Может быть, я и проехал бы мимо, но глаз мой уцепился за беловолосую чумазую девочку лет трех с двумя растрепанными косичками, которая сидела на руках у матери и, выглядывая из-за ее плеча, вдруг помахала мне рукой. Черт!

Ультралиддит, шамонит... Болид... Пошло оно всё! Я остановил машину и вылез наружу. Пока группа изгнанников приближалась — перетащил емкости с ультралиддитом и чемодан шамонита в кабину, туда же отправился и контейнер с трубками Пьянкова-Питкевича. Стало тесновато — но повернуться можно. Поправил брезент, чтобы не выпирали куски болида, и осмотрел внутренности кузова — места было много.

Через какое-то время люди поравнялись со мной и уже намеревались начать обходить машину по проезжей части, как я сказал:

— Доброго дня!

— Какой же он, к черту, добрый? — буркнул седой крепкий мужик с обветренным лицом, — С работы поперли, из домов выселили...

Потихоньку народ останавливался, прислушивался к нашей беседе.

— А куда путь держите?

— К черту на рога... Куда глаза глядят! — остальные точно так же досадливо загудели.

— Послушайте, не Бог весть что, но... Может быть, день станет немного добрее, если ехать в кузове? У вас вон — дети. Скоро дождь начнется. Нехорошо!

Люди зашумели. Девочка с косичками спрыгнула с маминых рук и подбежала ко мне:

— Дядя, дядя, мы поедем на масыне? На больсой-больсой масыне?

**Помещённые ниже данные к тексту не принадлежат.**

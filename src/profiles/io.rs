//! Binary and text persistence of single profiles.
//!
//! Every record starts with the [`ProfileType`] ordinal. Binary fields are
//! big-endian; the text form is whitespace separated and ends in a newline.
//!
//! | variant       | payload                                  |
//! |---------------|------------------------------------------|
//! | empty         | bottom, top                              |
//! | thin          | radius, cell                             |
//! | constant      | bottom, top, cell                        |
//! | n-point       | n (i32), then n times (radius, cell)     |
//! | surface       | cell                                     |
//! | empty surface | nothing                                  |

use std::io::{Read, Write};

use crate::errors::GeoTessError;
use crate::storage::attributes::AttributeDefinitions;
use crate::storage::codec::{read_f32, read_i32, read_u8, write_f32, write_i32, write_u8, TextTokens};
use crate::storage::value_cell::ValueCell;

use super::constant::ProfileConstant;
use super::npoint::ProfileNPoint;
use super::profile::{Profile, ProfileType};
use super::simple::{ProfileEmpty, ProfileSurface, ProfileThin};

impl Profile
{
    pub fn write_binary<W: Write>(&self, output: &mut W) -> Result<(), GeoTessError>
    {
        write_u8(output, self.profile_type().ordinal())?;
        match self
        {
            Profile::Empty(p) =>
            {
                write_f32(output, p.radii[0])?;
                write_f32(output, p.radii[1])
            },
            Profile::Thin(p) =>
            {
                write_f32(output, p.radius)?;
                p.cell.write_binary(output)
            },
            Profile::Constant(p) =>
            {
                write_f32(output, p.radii[0])?;
                write_f32(output, p.radii[1])?;
                p.cell.write_binary(output)
            },
            Profile::NPoint(p) =>
            {
                write_i32(output, p.radii.len() as i32)?;
                for (radius, cell) in p.radii.iter().zip(p.cells.iter())
                {
                    write_f32(output, *radius)?;
                    cell.write_binary(output)?;
                }
                Ok(())
            },
            Profile::Surface(p) => p.cell.write_binary(output),
            Profile::SurfaceEmpty => Ok(()),
        }
    }

    ///
    /// Reads one profile whose value cells follow `definitions`.
    ///
    pub fn read_binary<R: Read>(input: &mut R, definitions: &AttributeDefinitions) -> Result<Profile, GeoTessError>
    {
        let profile_type = ProfileType::from_ordinal(read_u8(input)?)?;
        Ok(match profile_type
        {
            ProfileType::Empty =>
            {
                let bottom = read_f32(input)?;
                let top = read_f32(input)?;
                ProfileEmpty::new(bottom, top)?.into()
            },
            ProfileType::Thin =>
            {
                let radius = read_f32(input)?;
                ProfileThin::new(radius, ValueCell::read_binary(input, definitions)?)?.into()
            },
            ProfileType::Constant =>
            {
                let bottom = read_f32(input)?;
                let top = read_f32(input)?;
                ProfileConstant::new(bottom, top, ValueCell::read_binary(input, definitions)?)?.into()
            },
            ProfileType::NPoint =>
            {
                let n = read_node_count(read_i32(input)?)?;
                let mut radii = Vec::with_capacity(n);
                let mut cells = Vec::with_capacity(n);
                for _ in 0..n
                {
                    radii.push(read_f32(input)?);
                    cells.push(ValueCell::read_binary(input, definitions)?);
                }
                ProfileNPoint::new(radii, cells)?.into()
            },
            ProfileType::Surface => ProfileSurface::new(ValueCell::read_binary(input, definitions)?).into(),
            ProfileType::SurfaceEmpty => Profile::SurfaceEmpty,
        })
    }

    /// Appends the text record of this profile, terminated by a newline.
    pub fn write_text(&self, output: &mut String)
    {
        output.push_str(&self.profile_type().ordinal().to_string());
        match self
        {
            Profile::Empty(p) =>
            {
                output.push_str(&format!(" {} {}", p.radii[0], p.radii[1]));
            },
            Profile::Thin(p) =>
            {
                output.push_str(&format!(" {} ", p.radius));
                p.cell.write_text(output);
            },
            Profile::Constant(p) =>
            {
                output.push_str(&format!(" {} {} ", p.radii[0], p.radii[1]));
                p.cell.write_text(output);
            },
            Profile::NPoint(p) =>
            {
                output.push_str(&format!(" {}", p.radii.len()));
                for (radius, cell) in p.radii.iter().zip(p.cells.iter())
                {
                    output.push_str(&format!("\n{} ", radius));
                    cell.write_text(output);
                }
            },
            Profile::Surface(p) =>
            {
                output.push(' ');
                p.cell.write_text(output);
            },
            Profile::SurfaceEmpty => {},
        }
        output.push('\n');
    }

    pub fn read_text(input: &mut TextTokens<'_>, definitions: &AttributeDefinitions) -> Result<Profile, GeoTessError>
    {
        let profile_type = ProfileType::from_ordinal(input.parse::<u8>()?)?;
        Ok(match profile_type
        {
            ProfileType::Empty =>
            {
                let bottom = input.parse::<f32>()?;
                let top = input.parse::<f32>()?;
                ProfileEmpty::new(bottom, top)?.into()
            },
            ProfileType::Thin =>
            {
                let radius = input.parse::<f32>()?;
                ProfileThin::new(radius, ValueCell::read_text(input, definitions)?)?.into()
            },
            ProfileType::Constant =>
            {
                let bottom = input.parse::<f32>()?;
                let top = input.parse::<f32>()?;
                ProfileConstant::new(bottom, top, ValueCell::read_text(input, definitions)?)?.into()
            },
            ProfileType::NPoint =>
            {
                let n = read_node_count(input.parse::<i32>()?)?;
                let mut radii = Vec::with_capacity(n);
                let mut cells = Vec::with_capacity(n);
                for _ in 0..n
                {
                    radii.push(input.parse::<f32>()?);
                    cells.push(ValueCell::read_text(input, definitions)?);
                }
                ProfileNPoint::new(radii, cells)?.into()
            },
            ProfileType::Surface => ProfileSurface::new(ValueCell::read_text(input, definitions)?).into(),
            ProfileType::SurfaceEmpty => Profile::SurfaceEmpty,
        })
    }
}

fn read_node_count(n: i32) -> Result<usize, GeoTessError>
{
    if n < 2
    {
        return Err(GeoTessError::MalformedProfile(format!("an n-point profile needs at least 2 radii, found {}", n)));
    }
    Ok(n as usize)
}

— Если мама разрешит, — сдержать улыбку было невозможно, — Я еду на север. Могу вас довезти до Такабоги или даже до Лакоты...

Тот самый седой смотрел на меня неверяще:

— А взамен что потребуешь? Нет у нас ничего, совсем нет!

— Ну, как на ночную стоянку станем, дежурить по очереди будем — лихого народа, говорят, тут порядочно шастает.

Рабочий развел руками:

— Это что — не перевелись еще на Сипанге хорошие люди?

— А я не с Сипанги. Я из Империи. Полезайте в кузов, только аккуратнее там с детьми — железяки всякие под брезентом.

— Дай тебе Бог здоровья!

Мужчины помогали взобраться женщинам, подавали детей, запрыгивали следом. Седой немного задержался:

— Наглость с моей стороны, но... Остановимся у Валла-валла, мы еды какой-нибудь обменять у фермеров хотим, а?

— Заедем! — я бы и сам взял чего-нибудь пожевать.

* * *

Дождь зарядил, когда мы отъехали от городишка Валла-валла. В кузове люди жевали кукурузный хлеб с телячьей колбасой, хрустели огурцами. Я даже успел выпить кофе — ядреного, черного — и теперь был готов ехать еще часа два или три — до самой Токабоги.

Кажется, они задремали там, в кузове, только какой-то беспокойный ребенок хныкал и разговаривал во сне. Грузовик подскакивал на ухабах, зубы у меня клацали — не такие они и прекрасные, эти хваленые хайвэи. Свет фар вдруг выхватил впереди, поперек дороги ствол какого-то хвойного дерева. Что за черт? Я осторожно притормозил, но выходить не торопился и полез под сиденье за дробовиком.